## GOAL OF THE EXERCISE
Print the data that follows, exactly and completely.

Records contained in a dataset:
__________________________________________________

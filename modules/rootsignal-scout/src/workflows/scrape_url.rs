//! Restate durable workflow for scraping a single URL.
//!
//! No task or scheduling needed — uses a global scope and delegates to
//! `scrape_single_url` for the actual fetch + extraction + store cycle.

use std::collections::HashSet;
use std::sync::Arc;

use restate_sdk::prelude::*;
use tracing::info;

use rootsignal_common::ScoutScope;

use super::types::{EmptyRequest, ScrapeUrlRequest, ScrapeUrlResult};
use super::ScoutDeps;
use crate::domains::scrape::activities::scrape_phase::scrape_single_url;
use crate::workflows::scrape::build_phase;

#[restate_sdk::workflow]
#[name = "ScrapeUrlWorkflow"]
pub trait ScrapeUrlWorkflow {
    async fn run(req: ScrapeUrlRequest) -> Result<ScrapeUrlResult, HandlerError>;
    #[shared]
    async fn get_status(req: EmptyRequest) -> Result<String, HandlerError>;
}

pub struct ScrapeUrlWorkflowImpl {
    deps: Arc<ScoutDeps>,
}

impl ScrapeUrlWorkflowImpl {
    pub fn with_deps(deps: Arc<ScoutDeps>) -> Self {
        Self { deps }
    }
}

impl ScrapeUrlWorkflow for ScrapeUrlWorkflowImpl {
    async fn run(
        &self,
        ctx: WorkflowContext<'_>,
        req: ScrapeUrlRequest,
    ) -> Result<ScrapeUrlResult, HandlerError> {
        let url = req.url.clone();
        ctx.set("status", format!("Scraping {url}..."));

        let scope = ScoutScope {
            name: "Global".to_string(),
            center_lat: 0.0,
            center_lng: 0.0,
            radius_km: 40_000.0,
        };
        let run_id = uuid::Uuid::new_v4().to_string();
        let phase = build_phase(&self.deps, &scope, &run_id);

        let canonical_key = rootsignal_common::canonical_value(&url);
        let known_urls: HashSet<String> = HashSet::new();
        let run_log = crate::infra::run_log::RunLogger::new(
            run_id.clone(), scope.name.clone(), self.deps.pg_pool.clone(),
        ).await;

        let outcome = ctx
            .run(|| {
                let phase = phase.clone();
                let url = url.clone();
                let ck = canonical_key.clone();
                let known = known_urls.clone();
                let log_clone = run_log.clone();
                async move {
                    let result = scrape_single_url(
                        &phase, &url, &ck, None, None, None, &known, &log_clone,
                    )
                    .await;
                    Ok(result)
                }
            })
            .await?;

        let status_msg = format!(
            "Scrape complete: {} signals stored",
            outcome.signals_stored,
        );
        ctx.set("status", status_msg.clone());
        info!(url = req.url.as_str(), signals = outcome.signals_stored, "ScrapeUrlWorkflow complete");

        Ok(ScrapeUrlResult {
            signals_stored: outcome.signals_stored,
            status: status_msg,
        })
    }

    async fn get_status(
        &self,
        ctx: SharedWorkflowContext<'_>,
        _req: EmptyRequest,
    ) -> Result<String, HandlerError> {
        super::read_workflow_status(&ctx).await
    }
}
use async_graphql::*;
use chrono::{DateTime, Utc};
use uuid::Uuid;

#[derive(SimpleObject, Clone)]
pub struct GqlNote {
    pub id: Uuid,
    pub content: String,
    pub severity: String,
    pub source_url: Option<String>,
    pub source_type: Option<String>,
    pub is_public: bool,
    pub created_by: String,
    pub expired_at: Option<DateTime<Utc>>,
    pub created_at: DateTime<Utc>,
}

impl From<rootsignal_domains::shared::Note> for GqlNote {
    fn from(n: rootsignal_domains::shared::Note) -> Self {
        Self {
            id: n.id,
            content: n.content,
            severity: n.severity,
            source_url: n.source_url,
            source_type: n.source_type,
            is_public: n.is_public,
            created_by: n.created_by,
            expired_at: n.expired_at,
            created_at: n.created_at,
        }
    }
}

__________________________________________________

## WRITTEN ANSWER
filename modules/rootsignal-scout/src/workflows/scrape_url.rs
//! Restate durable workflow for scraping a single URL.
//!
//! No task or scheduling needed — uses a global scope and delegates to
//! `scrape_single_url` for the actual fetch + extraction + store cycle.

use std::collections::HashSet;
use std::sync::Arc;

use restate_sdk::prelude::*;
use tracing::info;

use rootsignal_common::ScoutScope;

use super::types::{EmptyRequest, ScrapeUrlRequest, ScrapeUrlResult};
use super::ScoutDeps;
use crate::domains::scrape::activities::scrape_phase::scrape_single_url;
use crate::workflows::scrape::build_phase;

#[restate_sdk::workflow]
#[name = "ScrapeUrlWorkflow"]
pub trait ScrapeUrlWorkflow {
    async fn run(req: ScrapeUrlRequest) -> Result<ScrapeUrlResult, HandlerError>;
    #[shared]
    async fn get_status(req: EmptyRequest) -> Result<String, HandlerError>;
}

pub struct ScrapeUrlWorkflowImpl {
    deps: Arc<ScoutDeps>,
}

impl ScrapeUrlWorkflowImpl {
    pub fn with_deps(deps: Arc<ScoutDeps>) -> Self {
        Self { deps }
    }
}

impl ScrapeUrlWorkflow for ScrapeUrlWorkflowImpl {
    async fn run(
        &self,
        ctx: WorkflowContext<'_>,
        req: ScrapeUrlRequest,
    ) -> Result<ScrapeUrlResult, HandlerError> {
        let url = req.url.clone();
        ctx.set("status", format!("Scraping {url}..."));

        let scope = ScoutScope {
            name: "Global".to_string(),
            center_lat: 0.0,
            center_lng: 0.0,
            radius_km: 40_000.0,
        };
        let run_id = uuid::Uuid::new_v4().to_string();
        let phase = build_phase(&self.deps, &scope, &run_id);

        let canonical_key = rootsignal_common::canonical_value(&url);
        let known_urls: HashSet<String> = HashSet::new();
        let run_log = crate::infra::run_log::RunLogger::new(
            run_id.clone(), scope.name.clone(), self.deps.pg_pool.clone(),
        ).await;

        let outcome = ctx
            .run(|| {
                let phase = phase.clone();
                let url = url.clone();
                let ck = canonical_key.clone();
                let known = known_urls.clone();
                let log_clone = run_log.clone();
                async move {
                    let result = scrape_single_url(
                        &phase, &url, &ck, None, None, None, &known, &log_clone,
                    )
                    .await;
                    Ok(result)
                }
            })
            .await?;

        let status_msg = format!(
            "Scrape complete: {} signals stored",
            outcome.signals_stored,
        );
        ctx.set("status", status_msg.clone());
        info!(url = req.url.as_str(), signals = outcome.signals_stored, "ScrapeUrlWorkflow complete");

        Ok(ScrapeUrlResult {
            signals_stored: outcome.signals_stored,
            status: status_msg,
        })
    }

    async fn get_status(
        &self,
        ctx: SharedWorkflowContext<'_>,
        _req: EmptyRequest,
    ) -> Result<String, HandlerError> {
        super::read_workflow_status(&ctx).await
    }
}
use async_graphql::*;
use chrono::{DateTime, Utc};
use uuid::Uuid;

#[derive(SimpleObject, Clone)]
pub struct GqlNote {
    pub id: Uuid,
    pub content: String,
    pub severity: String,
    pub source_url: Option<String>,
    pub source_type: Option<String>,
    pub is_public: bool,
    pub created_by: String,
    pub expired_at: Option<DateTime<Utc>>,
    pub created_at: DateTime<Utc>,
}

impl From<rootsignal_domains::shared::Note> for GqlNote {
    fn from(n: rootsignal_domains::shared::Note) -> Self {
        Self {
            id: n.id,
            content: n.content,
            severity: n.severity,
            source_url: n.source_url,
            source_type: n.source_type,
            is_public: n.is_public,
            created_by: n.created_by,
            expired_at: n.expired_at,
            created_at: n.created_at,
        }
    }
}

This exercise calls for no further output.